▸ **What is being asked**: Go through the listing below and list every line with "WorkingImage".
Records for the task Start Marker
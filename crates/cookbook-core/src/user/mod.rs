//! User domain module.
//!
//! # Module Structure
//!
//! - `model`: `UserProfile`, the `users/{userId}` document
//!
//! # Usage
//!
//! ```ignore
//! use cookbook_core::user::UserProfile;
//! ```

mod model;

// Re-export public API
pub use model::{NAME_FIELD, PROFILE_IMAGE_FIELD, UserProfile};
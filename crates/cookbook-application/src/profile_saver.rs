//! Read-modify-write save of a user profile.
//!
//! The save runs as an ordered pipeline over one owned working image slot:
//!
//! 1. [`ProfileSaver::fetch_existing`] reads `users/{id}` and seeds the slot
//!    with the stored `profileImage` (unset when the document is missing).
//! 2. [`ProfileSaver::apply_pick`] runs only after step 1 has completed. When
//!    an image was picked, it re-encodes it and overwrites the slot. A pick
//!    that can no longer be read or encoded leaves the slot untouched.
//! 3. [`ProfileSaver::write`] builds `{name, profileImage?}` from the slot and
//!    replaces the stored document wholesale.
//!
//! A new pick therefore always wins over the stored image, and the stored
//! image is the only fallback when nothing usable was picked.

use cookbook_core::error::{CookbookError, Result};
use cookbook_core::image::ImageCodec;
use cookbook_core::resource::{ResourceHandle, ResourceResolver};
use cookbook_core::store::{DocumentStore, Fields};
use cookbook_core::user::UserProfile;
use std::sync::Arc;

/// Where the image written by a save came from.
#[derive(Debug, Clone, Copy, PartialEq, Eq)]
pub enum ImageSource {
    /// No image: the written document has no `profileImage` field.
    None,
    /// The image already stored in the document was carried over.
    Existing,
    /// A newly picked image was encoded and written.
    NewPick,
}

/// The working `profileImage` value carried between pipeline stages.
#[derive(Debug, Clone, PartialEq, Eq)]
pub struct WorkingImage {
    payload: Option<String>,
    source: ImageSource,
}

impl WorkingImage {
    pub fn unset() -> Self {
        Self {
            payload: None,
            source: ImageSource::None,
        }
    }

    pub fn existing(payload: Option<String>) -> Self {
        match payload {
            Some(payload) => Self {
                payload: Some(payload),
                source: ImageSource::Existing,
            },
            None => Self::unset(),
        }
    }

    fn overwrite(self, payload: String) -> Self {
        Self {
            payload: Some(payload),
            source: ImageSource::NewPick,
        }
    }

    pub fn payload(&self) -> Option<&str> {
        self.payload.as_deref()
    }

    pub fn source(&self) -> ImageSource {
        self.source
    }
}

/// Result of a successful save.
#[derive(Debug, Clone, PartialEq, Eq)]
pub struct SaveOutcome {
    /// Profile exactly as written.
    pub profile: UserProfile,
    pub image_source: ImageSource,
}

/// Trims the entered name, rejecting blank input.
pub fn validate_name(input: &str) -> Result<String> {
    let name = input.trim();
    if name.is_empty() {
        return Err(CookbookError::validation("name must not be blank"));
    }
    Ok(name.to_string())
}

pub(crate) fn as_read_failure(err: CookbookError) -> CookbookError {
    match err {
        CookbookError::ReadFailure(_) => err,
        other => CookbookError::read(other.to_string()),
    }
}

pub(crate) fn as_write_failure(err: CookbookError) -> CookbookError {
    match err {
        CookbookError::WriteFailure(_) => err,
        other => CookbookError::write(other.to_string()),
    }
}

/// Field set written by a save: `name` always, `profileImage` only when set.
pub fn build_fields(name: &str, working: &WorkingImage) -> Fields {
    UserProfile::new(name, working.payload.clone()).to_fields()
}

/// Executes the save pipeline stages against the document store.
#[derive(Clone)]
pub struct ProfileSaver {
    store: Arc<dyn DocumentStore>,
    resources: Arc<dyn ResourceResolver>,
    codec: Arc<dyn ImageCodec>,
    users_collection: String,
}

impl ProfileSaver {
    pub fn new(
        store: Arc<dyn DocumentStore>,
        resources: Arc<dyn ResourceResolver>,
        codec: Arc<dyn ImageCodec>,
        users_collection: impl Into<String>,
    ) -> Self {
        Self {
            store,
            resources,
            codec,
            users_collection: users_collection.into(),
        }
    }

    /// Stage 1: reads the current document and seeds the working image.
    pub async fn fetch_existing(&self, user_id: &str) -> Result<WorkingImage> {
        let document = self
            .store
            .get_document(&self.users_collection, user_id)
            .await
            .map_err(as_read_failure)?;

        let working = match document {
            Some(doc) => WorkingImage::existing(UserProfile::from_document(&doc).profile_image),
            None => WorkingImage::unset(),
        };
        tracing::debug!(
            "[ProfileSaver] Existing document for {}: image {:?}",
            user_id,
            working.source()
        );
        Ok(working)
    }

    /// Stage 2: overwrites the working image with the encoded pick, if any.
    ///
    /// Failures here are logged and swallowed. Unreadable or undecodable
    /// picks are expected and logged as warnings; anything else is logged
    /// as an error.
    pub async fn apply_pick(
        &self,
        working: WorkingImage,
        pick: Option<&ResourceHandle>,
    ) -> WorkingImage {
        let Some(handle) = pick else {
            return working;
        };

        match self.encode_pick(handle).await {
            Ok(payload) => {
                tracing::debug!("[ProfileSaver] Using newly picked image {}", handle);
                working.overwrite(payload)
            }
            Err(e) if e.is_degradable() => {
                tracing::warn!(
                    "[ProfileSaver] Ignoring picked image {}: {}. Keeping {:?} image",
                    handle,
                    e,
                    working.source()
                );
                working
            }
            Err(e) => {
                tracing::error!(
                    "[ProfileSaver] Unexpected failure reading picked image {}: {}. Keeping {:?} image",
                    handle,
                    e,
                    working.source()
                );
                working
            }
        }
    }

    async fn encode_pick(&self, handle: &ResourceHandle) -> Result<String> {
        let bytes = self.resources.open_stream(handle).await?;
        self.codec.encode(&bytes)
    }

    /// Stage 3: writes `{name, profileImage?}` over the stored document.
    pub async fn write(
        &self,
        user_id: &str,
        name: &str,
        working: WorkingImage,
    ) -> Result<SaveOutcome> {
        let fields = build_fields(name, &working);
        self.store
            .set_document(&self.users_collection, user_id, fields)
            .await
            .map_err(as_write_failure)?;

        Ok(SaveOutcome {
            profile: UserProfile::new(name, working.payload),
            image_source: working.source,
        })
    }
}
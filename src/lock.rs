//! Advisory single-instance lock
//!
//! ftrace state is host-global, so only one tracer may own it at a time.
//! Ownership is signalled by a marker file holding the owner's PID. The
//! exclusion is cooperative: a marker left behind by a crashed process
//! stays in force until an operator removes it, and the contention error
//! says exactly which file to remove.

use log::{info, warn};
use std::fs;
use std::io;
use std::path::{Path, PathBuf};

use crate::domain::{Pid, TraceError};

/// Default marker path; shared with other ftrace-driving tools so they
/// exclude each other as well.
pub const DEFAULT_LOCK_PATH: &str = "/var/tmp/.ftrace-lock";

/// Held for the lifetime of a tracing session.
#[derive(Debug)]
pub struct LockGuard {
    path: PathBuf,
}

impl LockGuard {
    /// Take ownership of the marker file.
    ///
    /// An existing marker is never overwritten, whatever its age: a
    /// present file means another instance owns the tracing subsystem.
    ///
    /// # Errors
    /// [`TraceError::Contention`] with the recorded owner PID when the
    /// marker exists; [`TraceError::Io`] when it cannot be read or
    /// created.
    pub fn acquire(path: impl Into<PathBuf>) -> Result<Self, TraceError> {
        let path = path.into();
        match fs::read_to_string(&path) {
            Ok(content) => {
                let owner = content.trim().parse::<u32>().map(Pid).unwrap_or(Pid(0));
                Err(TraceError::Contention { owner, path })
            }
            Err(e) if e.kind() == io::ErrorKind::NotFound => {
                fs::write(&path, format!("{}\n", Pid::current()))?;
                info!("acquired tracing lock at {}", path.display());
                Ok(LockGuard { path })
            }
            Err(e) => Err(TraceError::Io(e)),
        }
    }

    /// Delete the marker file unconditionally.
    ///
    /// Idempotent: a missing file is not an error, and any other removal
    /// failure is logged rather than raised, since release only runs
    /// once teardown is already in progress.
    pub fn release(&self) {
        match fs::remove_file(&self.path) {
            Ok(()) => info!("released tracing lock"),
            Err(e) if e.kind() == io::ErrorKind::NotFound => {}
            Err(e) => warn!("could not remove lock {}: {e}", self.path.display()),
        }
    }

    pub fn path(&self) -> &Path {
        &self.path
    }
}

#[cfg(test)]
mod tests {
    use super::*;
    use tempfile::TempDir;

    fn lock_path(dir: &TempDir) -> PathBuf {
        dir.path().join(".ftrace-lock")
    }

    #[test]
    fn test_acquire_writes_own_pid() {
        let dir = TempDir::new().unwrap();
        let path = lock_path(&dir);

        let guard = LockGuard::acquire(&path).unwrap();

        let content = fs::read_to_string(guard.path()).unwrap();
        assert_eq!(content.trim().parse::<u32>().unwrap(), std::process::id());
    }

    #[test]
    fn test_acquire_reports_contention_without_side_effects() {
        let dir = TempDir::new().unwrap();
        let path = lock_path(&dir);
        fs::write(&path, "4242\n").unwrap();

        let err = LockGuard::acquire(&path).unwrap_err();

        assert!(matches!(err, TraceError::Contention { owner: Pid(4242), .. }));
        // The existing marker is untouched.
        assert_eq!(fs::read_to_string(&path).unwrap(), "4242\n");
    }

    #[test]
    fn test_release_removes_marker_and_is_idempotent() {
        let dir = TempDir::new().unwrap();
        let path = lock_path(&dir);

        let guard = LockGuard::acquire(&path).unwrap();
        guard.release();
        assert!(!path.exists());

        // Second release with the marker already gone is fine.
        guard.release();
        assert!(!path.exists());
    }

    #[test]
    fn test_lock_can_be_reacquired_after_release() {
        let dir = TempDir::new().unwrap();
        let path = lock_path(&dir);

        LockGuard::acquire(&path).unwrap().release();
        assert!(LockGuard::acquire(&path).is_ok());
    }
}
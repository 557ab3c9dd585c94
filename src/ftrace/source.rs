//! Polling drain of the trace buffer
//!
//! The kernel appends event lines to a single buffer shared by every
//! enabled event. Each cycle takes everything currently buffered and
//! clears it, so a cycle only ever sees events emitted since the
//! previous one.

use log::{debug, warn};
use std::path::{Path, PathBuf};
use std::time::Duration;
use tokio::fs;

use super::TRACE_BUFFER;

/// Periodically empties the kernel's trace buffer.
pub struct EventSource {
    buffer: PathBuf,
    interval: Duration,
}

impl EventSource {
    pub fn new(root: impl AsRef<Path>, interval: Duration) -> Self {
        Self { buffer: root.as_ref().join(TRACE_BUFFER), interval }
    }

    /// Wait one polling interval, then read every buffered line and
    /// clear the buffer. Comment lines (leading `#`) never leave this
    /// function; accepted lines keep their buffer order.
    ///
    /// Both the wait and the read are suspension points, so a shutdown
    /// request can interrupt a cycle mid-read.
    ///
    /// # Errors
    /// Any open/read/clear failure. The trace stream going away is
    /// fatal for the session; the caller is expected to shut down.
    pub async fn drain(&self) -> std::io::Result<Vec<String>> {
        tokio::time::sleep(self.interval).await;

        let raw = fs::read_to_string(&self.buffer).await?;
        fs::write(&self.buffer, "0").await?;

        let lines: Vec<String> = raw
            .lines()
            .filter(|line| !line.starts_with('#'))
            .map(str::to_owned)
            .collect();
        debug!("drained {} event lines", lines.len());
        Ok(lines)
    }

    /// One-shot synchronous buffer clear, used during teardown so a
    /// final partial batch is not replayed to a later tracer.
    /// Best-effort.
    pub fn clear(&self) {
        if let Err(e) = std::fs::write(&self.buffer, "0") {
            warn!("could not clear trace buffer: {e}");
        }
    }
}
Records for the task End Marker
▸ **Result**:
pub struct WorkingImage {
impl WorkingImage {
pub fn build_fields(name: &str, working: &WorkingImage) -> Fields {
    pub async fn fetch_existing(&self, user_id: &str) -> Result<WorkingImage> {
            Some(doc) => WorkingImage::existing(UserProfile::from_document(&doc).profile_image),
            None => WorkingImage::unset(),
        working: WorkingImage,
    ) -> WorkingImage {
        working: WorkingImage,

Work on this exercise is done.